### YOUR TASK
Transcribe the entries that follow, word for word.
:: STUDY MATERIAL
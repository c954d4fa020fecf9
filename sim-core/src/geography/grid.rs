// Fixed 2D lattice of firms with a Moore-neighborhood adjacency

use rand::Rng;

use crate::agents::Firm;
use crate::types::FirmCoord;

/// Firms laid out on a `width` x `height` lattice, one per cell.
///
/// Topology never changes after construction. Adjacency is derived from
/// coordinates, not stored.
#[derive(Debug, Clone)]
pub struct Grid {
    width: u32,
    height: u32,
    /// Row-major in x: index = x * height + y
    firms: Vec<Firm>,
}

impl Grid {
    /// Build a grid by calling `make` for every cell in scan order.
    pub fn from_fn(width: u32, height: u32, mut make: impl FnMut(FirmCoord) -> Firm) -> Self {
        let mut firms = Vec::with_capacity(width as usize * height as usize);
        for x in 0..width {
            for y in 0..height {
                let coord = FirmCoord::new(x, y);
                let firm = make(coord);
                assert_eq!(firm.coord, coord, "firm built for {coord} reports {}", firm.coord);
                firms.push(firm);
            }
        }
        Self {
            width,
            height,
            firms,
        }
    }

    pub fn width(&self) -> u32 {
        self.width
    }

    pub fn height(&self) -> u32 {
        self.height
    }

    pub fn len(&self) -> usize {
        self.firms.len()
    }

    pub fn is_empty(&self) -> bool {
        self.firms.is_empty()
    }

    pub fn contains(&self, coord: FirmCoord) -> bool {
        coord.x < self.width && coord.y < self.height
    }

    fn slot(&self, coord: FirmCoord) -> Option<usize> {
        self.contains(coord)
            .then(|| coord.x as usize * self.height as usize + coord.y as usize)
    }

    pub fn get(&self, coord: FirmCoord) -> Option<&Firm> {
        self.slot(coord).map(|i| &self.firms[i])
    }

    pub fn get_mut(&mut self, coord: FirmCoord) -> Option<&mut Firm> {
        self.slot(coord).map(move |i| &mut self.firms[i])
    }

    /// Firms in scan order.
    pub fn iter(&self) -> impl Iterator<Item = &Firm> {
        self.firms.iter()
    }

    pub fn iter_mut(&mut self) -> impl Iterator<Item = &mut Firm> {
        self.firms.iter_mut()
    }

    pub fn coords(&self) -> impl Iterator<Item = FirmCoord> + '_ {
        self.firms.iter().map(|f| f.coord)
    }

    /// Cells within Chebyshev distance `radius` of `center`, excluding the
    /// center itself, clipped at the edges.
    ///
    /// Ordered by x offset, then y offset, so tie-breaks downstream are
    /// reproducible.
    pub fn neighbors(&self, center: FirmCoord, radius: u32) -> Vec<FirmCoord> {
        let mut out = Vec::new();
        if !self.contains(center) {
            return out;
        }

        let x_lo = center.x.saturating_sub(radius);
        let x_hi = center.x.saturating_add(radius).min(self.width - 1);
        let y_lo = center.y.saturating_sub(radius);
        let y_hi = center.y.saturating_add(radius).min(self.height - 1);

        for x in x_lo..=x_hi {
            for y in y_lo..=y_hi {
                let coord = FirmCoord::new(x, y);
                if coord != center {
                    out.push(coord);
                }
            }
        }
        out
    }

    /// A uniformly random cell. Draws x first, then y.
    pub fn random_coord<R: Rng>(&self, rng: &mut R) -> FirmCoord {
        let x = rng.random_range(0..self.width);
        let y = rng.random_range(0..self.height);
        FirmCoord::new(x, y)
    }
}

impl std::ops::Index<FirmCoord> for Grid {
    type Output = Firm;

    fn index(&self, coord: FirmCoord) -> &Firm {
        self.get(coord)
            .unwrap_or_else(|| panic!("{coord} outside {}x{} grid", self.width, self.height))
    }
}

impl std::ops::IndexMut<FirmCoord> for Grid {
    fn index_mut(&mut self, coord: FirmCoord) -> &mut Firm {
        let (width, height) = (self.width, self.height);
        self.get_mut(coord)
            .unwrap_or_else(|| panic!("{coord} outside {width}x{height} grid"))
    }
}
::::
### YOUR SOLUTION
repository c954d4fa020fecf9
filename sim-core/src/geography/grid.rs
// Fixed 2D lattice of firms with a Moore-neighborhood adjacency

use rand::Rng;

use crate::agents::Firm;
use crate::types::FirmCoord;

/// Firms laid out on a `width` x `height` lattice, one per cell.
///
/// Topology never changes after construction. Adjacency is derived from
/// coordinates, not stored.
#[derive(Debug, Clone)]
pub struct Grid {
    width: u32,
    height: u32,
    /// Row-major in x: index = x * height + y
    firms: Vec<Firm>,
}

impl Grid {
    /// Build a grid by calling `make` for every cell in scan order.
    pub fn from_fn(width: u32, height: u32, mut make: impl FnMut(FirmCoord) -> Firm) -> Self {
        let mut firms = Vec::with_capacity(width as usize * height as usize);
        for x in 0..width {
            for y in 0..height {
                let coord = FirmCoord::new(x, y);
                let firm = make(coord);
                assert_eq!(firm.coord, coord, "firm built for {coord} reports {}", firm.coord);
                firms.push(firm);
            }
        }
        Self {
            width,
            height,
            firms,
        }
    }

    pub fn width(&self) -> u32 {
        self.width
    }

    pub fn height(&self) -> u32 {
        self.height
    }

    pub fn len(&self) -> usize {
        self.firms.len()
    }

    pub fn is_empty(&self) -> bool {
        self.firms.is_empty()
    }

    pub fn contains(&self, coord: FirmCoord) -> bool {
        coord.x < self.width && coord.y < self.height
    }

    fn slot(&self, coord: FirmCoord) -> Option<usize> {
        self.contains(coord)
            .then(|| coord.x as usize * self.height as usize + coord.y as usize)
    }

    pub fn get(&self, coord: FirmCoord) -> Option<&Firm> {
        self.slot(coord).map(|i| &self.firms[i])
    }

    pub fn get_mut(&mut self, coord: FirmCoord) -> Option<&mut Firm> {
        self.slot(coord).map(move |i| &mut self.firms[i])
    }

    /// Firms in scan order.
    pub fn iter(&self) -> impl Iterator<Item = &Firm> {
        self.firms.iter()
    }

    pub fn iter_mut(&mut self) -> impl Iterator<Item = &mut Firm> {
        self.firms.iter_mut()
    }

    pub fn coords(&self) -> impl Iterator<Item = FirmCoord> + '_ {
        self.firms.iter().map(|f| f.coord)
    }

    /// Cells within Chebyshev distance `radius` of `center`, excluding the
    /// center itself, clipped at the edges.
    ///
    /// Ordered by x offset, then y offset, so tie-breaks downstream are
    /// reproducible.
    pub fn neighbors(&self, center: FirmCoord, radius: u32) -> Vec<FirmCoord> {
        let mut out = Vec::new();
        if !self.contains(center) {
            return out;
        }

        let x_lo = center.x.saturating_sub(radius);
        let x_hi = center.x.saturating_add(radius).min(self.width - 1);
        let y_lo = center.y.saturating_sub(radius);
        let y_hi = center.y.saturating_add(radius).min(self.height - 1);

        for x in x_lo..=x_hi {
            for y in y_lo..=y_hi {
                let coord = FirmCoord::new(x, y);
                if coord != center {
                    out.push(coord);
                }
            }
        }
        out
    }

    /// A uniformly random cell. Draws x first, then y.
    pub fn random_coord<R: Rng>(&self, rng: &mut R) -> FirmCoord {
        let x = rng.random_range(0..self.width);
        let y = rng.random_range(0..self.height);
        FirmCoord::new(x, y)
    }
}

impl std::ops::Index<FirmCoord> for Grid {
    type Output = Firm;

    fn index(&self, coord: FirmCoord) -> &Firm {
        self.get(coord)
            .unwrap_or_else(|| panic!("{coord} outside {}x{} grid", self.width, self.height))
    }
}

impl std::ops::IndexMut<FirmCoord> for Grid {
    fn index_mut(&mut self, coord: FirmCoord) -> &mut Firm {
        let (width, height) = (self.width, self.height);
        self.get_mut(coord)
            .unwrap_or_else(|| panic!("{coord} outside {width}x{height} grid"))
    }
}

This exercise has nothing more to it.